Prompt: Print, in exact form, the lines below from the one containing "self.substrate.init_all_channels(&mut self.rng)" through the one containing "pub fn add_fn<F>(&mut", and omit all others.

Top of Data for the task

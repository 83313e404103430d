//! Exchange between a cell's capital and the resource port it sits on.
//!
//! The exchange is debited from capital at `port_cost` per unit and credited
//! back with its magnitude signed like the port. Ports may hold negative
//! "poison", which moves at the same cost but drains capital instead of
//! feeding it. Capital driven negative by poison is floored at zero.

use super::{activate_muscle, ensure_fits, ensure_non_negative};
use crate::error::{Result, SimError};
use crate::field::Field;

const KERNEL: &str = "port";

#[derive(Debug, Clone, PartialEq)]
pub struct PortOutcome {
    pub capital: Field,
    pub ports: Field,
}

pub fn activate_port_muscles(
    capital: &Field,
    ports: &Field,
    radii: &Field,
    activations: &Field,
    port_cost: f32,
) -> Result<PortOutcome> {
    ensure_fits(
        KERNEL,
        &[
            ("capital", capital, 1),
            ("ports", ports, 1),
            ("radii", radii, 1),
            ("activations", activations, 1),
        ],
    )?;
    if !(port_cost.is_finite() && port_cost > 0.0) {
        return Err(SimError::configuration(format!(
            "port_cost must be positive, got {port_cost}"
        )));
    }
    ensure_non_negative(KERNEL, "capital before port", capital.as_slice())?;

    let mut new_capital = capital.clone();
    let mut new_ports = ports.clone();
    let mut drained = 0usize;
    let r = radii.as_slice();
    let a = activations.as_slice();
    for (i, (c, p)) in new_capital
        .as_mut_slice()
        .iter_mut()
        .zip(new_ports.as_mut_slice())
        .enumerate()
    {
        let lo = -*c * port_cost;
        let hi = (*c / port_cost).min(p.abs());
        let delta = activate_muscle(r[i], a[i]).max(lo).min(hi);
        let polarity = if *p >= 0.0 { 1.0 } else { -1.0 };
        *c += delta.abs().copysign(polarity) - delta * port_cost;
        *p -= delta * polarity;
        if *c < 0.0 {
            drained += 1;
            *c = 0.0;
        }
    }
    if drained > 0 {
        tracing::warn!(cells = drained, "Port exchange drove capital negative; floored at zero");
    }

    ensure_non_negative(KERNEL, "capital after port", new_capital.as_slice())?;
    Ok(PortOutcome {
        capital: new_capital,
        ports: new_ports,
    })
}
//! EINCASM: a cellular substrate where organisms grow muscles, move capital,
//! eat from regenerating ports and dig through obstacles.
//!
//! The engine lives in `eincasm_core`; this crate wires the experiment
//! together and drives it from the command line.

pub mod app;
pub mod model;

pub use model::experiment::Eincasm;
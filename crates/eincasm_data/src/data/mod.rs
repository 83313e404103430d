pub mod grid;
pub mod kernel;
pub mod resource;
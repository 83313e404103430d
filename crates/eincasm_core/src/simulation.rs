//! The simulation driver: substrate, rule registry, global state and RNG.
//!
//! Setup runs in a fixed order: register channels, [`Simulation::malloc`],
//! register update functions, [`Simulation::init_all_channels`], then
//! [`Simulation::update`] once per step. Registering update functions before
//! initialisation is fine; channel metadata requirements are checked on the
//! first step, after initializers have filled it in.

use crate::channel::ChannelSpec;
use crate::error::{Result, SimError};
use crate::field::Field;
use crate::metrics::Metrics;
use crate::registry::{AccessRecord, Declaration, FnRule, Registry, RuleContext, UpdateRule};
use crate::state::SimulationState;
use crate::substrate::Substrate;
use eincasm_data::Shape;
use rand::SeedableRng;
use rand_chacha::ChaCha8Rng;
use std::time::Instant;

/// A brush stroke staged for the start of the next step.
#[derive(Debug, Clone, PartialEq)]
pub struct PaintRequest {
    pub channel: String,
    pub x: usize,
    pub y: usize,
    /// Disc radius in cells; 0 paints a single cell.
    pub radius: usize,
    /// Written to every component of every painted cell, then clamped into the channel's limits.
    pub value: f32,
}

pub struct Simulation {
    name: String,
    seed: u64,
    substrate: Substrate,
    registry: Registry,
    state: SimulationState,
    rng: ChaCha8Rng,
    metrics: Metrics,
    pending_paint: Vec<PaintRequest>,
}

impl Simulation {
    #[must_use]
    pub fn new(name: &str, shape: Shape, seed: u64) -> Self {
        Self {
            name: name.to_string(),
            seed,
            substrate: Substrate::new(shape),
            registry: Registry::new(),
            state: SimulationState::new(),
            rng: ChaCha8Rng::seed_from_u64(seed),
            metrics: Metrics::new(),
            pending_paint: Vec::new(),
        }
    }

    #[must_use]
    pub fn name(&self) -> &str {
        &self.name
    }

    #[must_use]
    pub fn seed(&self) -> u64 {
        self.seed
    }

    #[must_use]
    pub fn shape(&self) -> Shape {
        self.substrate.shape()
    }

    pub fn add_channel(&mut self, id: &str, spec: ChannelSpec) -> Result<()> {
        self.substrate.add_channel(id, spec)
    }

    pub fn add_subchannel<I>(&mut self, id: &str, parent_id: &str, indices: I) -> Result<()>
    where
        I: IntoIterator<Item = usize>,
    {
        self.substrate.add_subchannel(id, parent_id, indices)
    }

    pub fn malloc(&mut self) -> Result<()> {
        self.substrate.malloc()
    }

    pub fn init_all_channels(&mut self) -> Result<()> {
        self.substrate.init_all_channels(&mut self.rng)
    }

    /// Registers a rule after checking its declaration against the substrate.
    pub fn add_update_function<R: UpdateRule + 'static>(&mut self, rule: R) -> Result<()> {
        self.registry
            .register(Box::new(rule), &self.substrate, &self.state)
    }

    /// Registers a closure as an update rule.
    pub fn add_fn<F>(&mut self, decl: Declaration, f: F) -> Result<()>
    where
        F: FnMut(&mut RuleContext<'_>) -> Result<()> + Send + 'static,
    {
        self.add_update_function(FnRule::new(decl, f))
    }

    /// Seeds a simulation-state value that rules may then declare.
    pub fn set_state_value(&mut self, key: &str, value: f64) {
        self.state.set(key, value);
    }

    /// Runs one step: pending paint, then every rule in registration order.
    pub fn update(&mut self) -> Result<()> {
        let start = Instant::now();
        self.apply_paint()?;
        self.registry.run_step(
            &mut self.substrate,
            &mut self.state,
            &mut self.rng,
            &self.metrics,
        )?;
        self.metrics.record_step(start.elapsed(), self.state.period);
        Ok(())
    }

    /// Runs `steps` updates, stopping at the first error.
    pub fn run(&mut self, steps: u64) -> Result<()> {
        tracing::info!(simulation = %self.name, steps, "Run started");
        for _ in 0..steps {
            self.update()?;
        }
        self.metrics.log_rule_summary();
        tracing::info!(
            simulation = %self.name,
            period = self.state.period,
            elapsed_ms = self.metrics.elapsed().as_millis() as u64,
            "Run finished"
        );
        Ok(())
    }

    /// Stages a paint stroke for the next step.
    pub fn paint(&mut self, request: PaintRequest) -> Result<()> {
        self.substrate.channel(&request.channel)?;
        self.pending_paint.push(request);
        Ok(())
    }

    #[must_use]
    pub fn pending_paint(&self) -> &[PaintRequest] {
        &self.pending_paint
    }

    fn apply_paint(&mut self) -> Result<()> {
        let shape = self.substrate.shape();
        for req in std::mem::take(&mut self.pending_paint) {
            let mut view = self.substrate.view_mut(&req.channel)?;
            let r = req.radius as i64;
            for dy in -r..=r {
                for dx in -r..=r {
                    if dx * dx + dy * dy > r * r {
                        continue;
                    }
                    let idx = shape.wrapped_index(req.x, req.y, dx as i32, dy as i32);
                    let (x, y) = shape.coords(idx);
                    for c in 0..view.components() {
                        view.set(c, x, y, req.value);
                    }
                }
            }
            view.clamp_to_lims();
        }
        Ok(())
    }

    /// Zeroes every channel and drops pending paint.
    pub fn clear_all(&mut self) {
        self.pending_paint.clear();
        self.substrate.clear();
        tracing::info!(simulation = %self.name, "Substrate cleared");
    }

    pub fn enable_audit(&mut self) {
        self.registry.enable_audit();
    }

    #[must_use]
    pub fn take_audit(&mut self) -> Vec<AccessRecord> {
        self.registry.take_audit()
    }

    /// Copy of a channel's current contents.
    pub fn read(&self, id: &str) -> Result<Field> {
        self.substrate.read(id)
    }

    /// Overwrites a channel outside the step loop (setup and tests).
    pub fn write(&mut self, id: &str, field: &Field) -> Result<()> {
        self.substrate.write(id, field)
    }

    #[must_use]
    pub fn substrate(&self) -> &Substrate {
        &self.substrate
    }

    pub fn substrate_mut(&mut self) -> &mut Substrate {
        &mut self.substrate
    }

    #[must_use]
    pub fn registry(&self) -> &Registry {
        &self.registry
    }

    #[must_use]
    pub fn state(&self) -> &SimulationState {
        &self.state
    }

    /// Restores global state, e.g. from a snapshot.
    pub fn restore_state(&mut self, state: SimulationState) {
        self.state = state;
    }

    #[must_use]
    pub fn metrics(&self) -> &Metrics {
        &self.metrics
    }

    #[must_use]
    pub fn period(&self) -> u64 {
        self.state.period
    }

    /// Fails unless the substrate is allocated; used by callers that accept external simulations.
    pub fn ensure_ready(&self) -> Result<()> {
        if self.substrate.is_allocated() {
            Ok(())
        } else {
            Err(SimError::configuration(format!(
                "simulation '{}' has not allocated its substrate",
                self.name
            )))
        }
    }
}
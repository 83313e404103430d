//! # EINCASM IO
//!
//! Persistence layer for EINCASM simulations.
//!
//! This crate provides:
//! - Structured error handling with custom error types
//! - JSON and gzip-compressed JSON helpers
//! - Checksummed snapshots of the substrate backing store

/// Error types and result aliases for I/O operations
pub mod error;
/// Validated serialization helpers for plain and compressed JSON
pub mod serialization;
/// Capture, persist and restore whole-substrate snapshots
pub mod snapshot;

pub use error::{IoError, Result};
pub use serialization::{
    from_json, read_gz_json, read_json_file, to_json, to_json_pretty, write_gz_json,
    write_json_file,
};
pub use snapshot::{ChannelRecord, ChannelStats, LimsRecord, Snapshot};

Bottom of Data for the task

Exercise output:
        self.substrate.init_all_channels(&mut self.rng)
    }

    /// Registers a rule after checking its declaration against the substrate.
    pub fn add_update_function<R: UpdateRule + 'static>(&mut self, rule: R) -> Result<()> {
        self.registry
            .register(Box::new(rule), &self.substrate, &self.state)
    }

    /// Registers a closure as an update rule.
    pub fn add_fn<F>(&mut self, decl: Declaration, f: F) -> Result<()>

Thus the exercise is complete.